Your assignment: Among the entries below, only the lines starting at the one with "let a = sums[own]" and ending at the one with "let samples = silhouette_samples(data, labels)?;", both included, are to be printed exactly.

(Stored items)
====
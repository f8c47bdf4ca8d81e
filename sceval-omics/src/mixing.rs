//! Batch mixing diagnostics in a latent space.
//!
//! The batch mixing score (Haghverdi et al. 2018; Lopez et al. 2018) samples
//! cells, looks at the batch labels of their nearest neighbors in the
//! embedding, and averages the Shannon entropy of those labels. Higher is
//! better mixed; 0 means every neighborhood is batch-pure.

use std::hash::Hash;

use rand::rngs::StdRng;
use rand::{Rng, SeedableRng};
use sceval_core::{Result, SceError};
use sceval_ml::KnnGraph;
use sceval_stats::label_entropy;
use tracing::{debug, info};

/// Configuration for [`batch_mixing_score`].
#[derive(Debug, Clone)]
#[cfg_attr(feature = "serde", derive(serde::Serialize, serde::Deserialize))]
pub struct BatchMixingConfig {
    /// Neighbors per sampled cell (self excluded).
    pub n_neighbors: usize,
    /// Worker threads for the neighbor search (`parallel` feature only).
    pub n_jobs: usize,
    /// Cells sampled per iteration, with replacement.
    pub n_samples: usize,
    /// Number of sampling iterations averaged.
    pub n_iter: usize,
    /// Seed for reproducible runs; `None` draws from OS entropy.
    pub seed: Option<u64>,
}

impl Default for BatchMixingConfig {
    fn default() -> Self {
        Self {
            n_neighbors: 50,
            n_jobs: 8,
            n_samples: 100,
            n_iter: 50,
            seed: None,
        }
    }
}

/// Shannon entropy (nats) of a set of batch labels.
///
/// Frequencies are taken over observed labels only. 0 when all labels agree,
/// `ln(m)` for an even split across `m` batches.
pub fn batch_entropy<T: Eq + Hash>(batches: &[T]) -> Result<f64> {
    label_entropy(batches)
}

/// Mean neighborhood batch entropy, averaged over repeated random subsamples.
///
/// Each of `n_iter` iterations draws `n_samples` row indices uniformly with
/// replacement, independently of the other iterations, so `n_samples` may
/// exceed the number of rows. The result lies in `[0, ln(n_batches)]`.
///
/// # Errors
///
/// Returns an error if `batches` is not aligned with `latent`, any count
/// parameter is zero, or `n_neighbors >= latent.len()`.
pub fn batch_mixing_score<T: Eq + Hash>(
    latent: &[&[f64]],
    batches: &[T],
    config: &BatchMixingConfig,
) -> Result<f64> {
    let mut rng = match config.seed {
        Some(seed) => StdRng::seed_from_u64(seed),
        None => StdRng::from_entropy(),
    };
    batch_mixing_score_with_rng(latent, batches, config, &mut rng)
}

/// [`batch_mixing_score`] with a caller-supplied random source.
pub fn batch_mixing_score_with_rng<T: Eq + Hash, R: Rng + ?Sized>(
    latent: &[&[f64]],
    batches: &[T],
    config: &BatchMixingConfig,
    rng: &mut R,
) -> Result<f64> {
    if latent.len() != batches.len() {
        return Err(SceError::InvalidInput(format!(
            "latent space has {} rows but {} batch labels were given",
            latent.len(),
            batches.len()
        )));
    }
    if config.n_samples == 0 {
        return Err(SceError::InvalidInput("n_samples must be > 0".into()));
    }
    if config.n_iter == 0 {
        return Err(SceError::InvalidInput("n_iter must be > 0".into()));
    }

    let graph = KnnGraph::build(latent, config.n_neighbors, config.n_jobs)?;
    let n_obs = graph.n_points();

    let mut total = 0.0;
    for iter in 0..config.n_iter {
        let mut iter_sum = 0.0;
        for _ in 0..config.n_samples {
            let cell = rng.gen_range(0..n_obs);
            let labels: Vec<&T> = graph.neighbor_indices(cell).map(|j| &batches[j]).collect();
            iter_sum += batch_entropy(&labels)?;
        }
        let iter_mean = iter_sum / config.n_samples as f64;
        debug!(iter, entropy = iter_mean, "batch mixing iteration");
        total += iter_mean;
    }

    let score = total / config.n_iter as f64;
    info!(
        score,
        n_neighbors = config.n_neighbors,
        n_iter = config.n_iter,
        "batch mixing entropy"
    );
    Ok(score)
}
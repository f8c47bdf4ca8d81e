//! Cluster evaluation metrics.

use sceval_core::{Result, SceError};

use crate::distance::{sq_euclidean, validate_rows, DistanceMatrix};

/// Compute the silhouette coefficient for each sample.
///
/// Requires at least 2 distinct clusters. A sample alone in its cluster gets
/// a silhouette of 0.0.
///
/// Distances are computed one row at a time, so memory stays linear in the
/// number of samples. Use [`silhouette_samples_precomputed`] to reuse a
/// [`DistanceMatrix`] across several labelings of a small dataset.
pub fn silhouette_samples(data: &[&[f64]], labels: &[usize]) -> Result<Vec<f64>> {
    if data.len() != labels.len() {
        return Err(SceError::InvalidInput(
            "data and labels length mismatch".into(),
        ));
    }
    if data.len() < 2 {
        return Err(SceError::InvalidInput(
            "need at least 2 samples".into(),
        ));
    }
    validate_rows(data)?;
    silhouette_with(labels, |i, j| sq_euclidean(data[i], data[j]).sqrt())
}

/// [`silhouette_samples`] over an already computed distance matrix.
pub fn silhouette_samples_precomputed(
    distances: &DistanceMatrix,
    labels: &[usize],
) -> Result<Vec<f64>> {
    if distances.n() != labels.len() {
        return Err(SceError::InvalidInput(
            "distance matrix and labels length mismatch".into(),
        ));
    }
    silhouette_with(labels, |i, j| distances.get(i, j))
}

fn silhouette_with<D>(labels: &[usize], dist: D) -> Result<Vec<f64>>
where
    D: Fn(usize, usize) -> f64 + Sync,
{
    let n = labels.len();
    let n_labels = labels.iter().copied().max().map_or(0, |m| m + 1);
    let mut sizes = vec![0usize; n_labels];
    for &l in labels {
        sizes[l] += 1;
    }
    let n_clusters = sizes.iter().filter(|&&s| s > 0).count();
    if n_clusters < 2 {
        return Err(SceError::InvalidInput(
            "need at least 2 clusters".into(),
        ));
    }

    let sample = |i: usize| -> f64 {
        let own = labels[i];
        if sizes[own] <= 1 {
            return 0.0;
        }
        let mut sums = vec![0.0; n_labels];
        for j in 0..n {
            if j != i {
                sums[labels[j]] += dist(i, j);
            }
        }
        let a = sums[own] / (sizes[own] - 1) as f64;
        let b = (0..n_labels)
            .filter(|&c| c != own && sizes[c] > 0)
            .map(|c| sums[c] / sizes[c] as f64)
            .fold(f64::INFINITY, f64::min);

        let max_ab = a.max(b);
        if max_ab == 0.0 {
            0.0
        } else {
            (b - a) / max_ab
        }
    };

    #[cfg(feature = "parallel")]
    let scores = {
        use rayon::prelude::*;
        (0..n).into_par_iter().map(sample).collect::<Vec<f64>>()
    };
    #[cfg(not(feature = "parallel"))]
    let scores = (0..n).map(sample).collect::<Vec<f64>>();

    Ok(scores)
}

/// Mean silhouette score across all samples, in `[-1, 1]`.
///
/// See [`silhouette_samples`] for details.
pub fn silhouette_score(data: &[&[f64]], labels: &[usize]) -> Result<f64> {
    let samples = silhouette_samples(data, labels)?;
    Ok(samples.iter().sum::<f64>() / samples.len() as f64)
}

/// [`silhouette_score`] over an already computed distance matrix.
pub fn silhouette_score_precomputed(distances: &DistanceMatrix, labels: &[usize]) -> Result<f64> {
    let samples = silhouette_samples_precomputed(distances, labels)?;
    Ok(samples.iter().sum::<f64>() / samples.len() as f64)
}

#[cfg(test)]
mod tests {
    use super::*;

    fn make_refs(data: &[Vec<f64>]) -> Vec<&[f64]> {
        data.iter().map(|v| v.as_slice()).collect()
    }

    #[test]
    fn perfect_separation() {
        let data = vec![
            vec![0.0, 0.0],
            vec![0.1, 0.0],
            vec![0.0, 0.1],
            vec![10.0, 10.0],
            vec![10.1, 10.0],
            vec![10.0, 10.1],
        ];
        let refs = make_refs(&data);
        let labels = vec![0, 0, 0, 1, 1, 1];
        let score = silhouette_score(&refs, &labels).unwrap();
        assert!(score > 0.9, "expected high score, got {}", score);
    }

    #[test]
    fn swapped_labels_score_negative() {
        let data = vec![vec![0.0], vec![0.1], vec![10.0], vec![10.1]];
        let refs = make_refs(&data);
        let labels = vec![0, 1, 0, 1];
        let score = silhouette_score(&refs, &labels).unwrap();
        assert!(score < 0.0, "expected negative score, got {}", score);
    }

    #[test]
    fn known_value() {
        // a = 1, b = mean(5, 6) = 5.5 for point 0 → s = 4.5 / 5.5
        let data = vec![vec![0.0], vec![1.0], vec![5.0], vec![6.0]];
        let refs = make_refs(&data);
        let samples = silhouette_samples(&refs, &[0, 0, 1, 1]).unwrap();
        assert!((samples[0] - 4.5 / 5.5).abs() < 1e-12);
    }

    #[test]
    fn singleton_cluster_is_zero() {
        let data = vec![vec![0.0], vec![1.0], vec![50.0]];
        let refs = make_refs(&data);
        let samples = silhouette_samples(&refs, &[0, 0, 1]).unwrap();
        assert_eq!(samples[2], 0.0);
    }

    #[test]
    fn single_cluster_error() {
        let data = vec![vec![0.0], vec![1.0], vec![2.0]];
        let refs = make_refs(&data);
        assert!(silhouette_score(&refs, &[0, 0, 0]).is_err());
    }

    #[test]
    fn value_range() {
        let data = vec![vec![0.0], vec![1.0], vec![5.0], vec![6.0]];
        let refs = make_refs(&data);
        let samples = silhouette_samples(&refs, &[0, 0, 1, 1]).unwrap();
        for &s in &samples {
            assert!((-1.0..=1.0).contains(&s), "silhouette {} out of range", s);
        }
    }

    #[test]
    fn precomputed_matches_direct() {
        let data = vec![vec![0.0, 1.0], vec![1.0, 0.5], vec![5.0, 4.0], vec![6.0, 6.0]];
        let refs = make_refs(&data);
        let labels = [0, 0, 1, 1];
        let dm = DistanceMatrix::from_points(&refs).unwrap();
        let direct = silhouette_score(&refs, &labels).unwrap();
        let pre = silhouette_score_precomputed(&dm, &labels).unwrap();
        assert!((direct - pre).abs() < 1e-12);
    }

    #[test]
    fn rowwise_matches_precomputed_per_sample() {
        let data: Vec<Vec<f64>> = (0..60)
            .map(|i| vec![(i * 17 % 23) as f64, (i * 5 % 11) as f64 * 0.5, (i % 4) as f64])
            .collect();
        let refs = make_refs(&data);
        let labels: Vec<usize> = (0..60).map(|i| (i * 7) % 4).collect();
        let dm = DistanceMatrix::from_points(&refs).unwrap();
        let direct = silhouette_samples(&refs, &labels).unwrap();
        let pre = silhouette_samples_precomputed(&dm, &labels).unwrap();
        for (d, p) in direct.iter().zip(&pre) {
            assert!((d - p).abs() < 1e-12);
        }
    }

    #[test]
    fn ragged_rows_error() {
        let a = [0.0, 1.0];
        let b = [2.0];
        let refs: Vec<&[f64]> = vec![&a, &b];
        assert!(silhouette_samples(&refs, &[0, 1]).is_err());
    }

    #[test]
    fn length_mismatch_error() {
        let data = vec![vec![0.0], vec![1.0]];
        let refs = make_refs(&data);
        assert!(silhouette_samples(&refs, &[0]).is_err());
    }

    #[test]
    fn too_few_samples_error() {
        let data = vec![vec![0.0]];
        let refs = make_refs(&data);
        assert!(silhouette_samples(&refs, &[0]).is_err());
    }
}

#[cfg(test)]
mod proptests {
    use super::*;
    use proptest::prelude::*;

    proptest! {
        #[test]
        fn silhouette_in_unit_range(
            points in proptest::collection::vec(proptest::collection::vec(-50.0f64..50.0, 2), 4..30),
        ) {
            let refs: Vec<&[f64]> = points.iter().map(|v| v.as_slice()).collect();
            let labels: Vec<usize> = (0..refs.len()).map(|i| i % 2).collect();
            let s = silhouette_score(&refs, &labels).unwrap();
            prop_assert!((-1.0..=1.0).contains(&s));
        }
    }
}
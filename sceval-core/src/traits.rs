//! Core trait definitions shared across the sceval crates.

/// A type that can produce a summary of its contents.
pub trait Summarizable {
    /// A one-line summary suitable for display.
    fn summary(&self) -> String;
}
====
Task solution:
        let a = sums[own] / (sizes[own] - 1) as f64;
        let b = (0..n_labels)
            .filter(|&c| c != own && sizes[c] > 0)
            .map(|c| sums[c] / sizes[c] as f64)
            .fold(f64::INFINITY, f64::min);

        let max_ab = a.max(b);
        if max_ab == 0.0 {
            0.0
        } else {
            (b - a) / max_ab
        }
    };

    #[cfg(feature = "parallel")]
    let scores = {
        use rayon::prelude::*;
        (0..n).into_par_iter().map(sample).collect::<Vec<f64>>()
    };
    #[cfg(not(feature = "parallel"))]
    let scores = (0..n).map(sample).collect::<Vec<f64>>();

    Ok(scores)
}

/// Mean silhouette score across all samples, in `[-1, 1]`.
///
/// See [`silhouette_samples`] for details.
pub fn silhouette_score(data: &[&[f64]], labels: &[usize]) -> Result<f64> {
    let samples = silhouette_samples(data, labels)?;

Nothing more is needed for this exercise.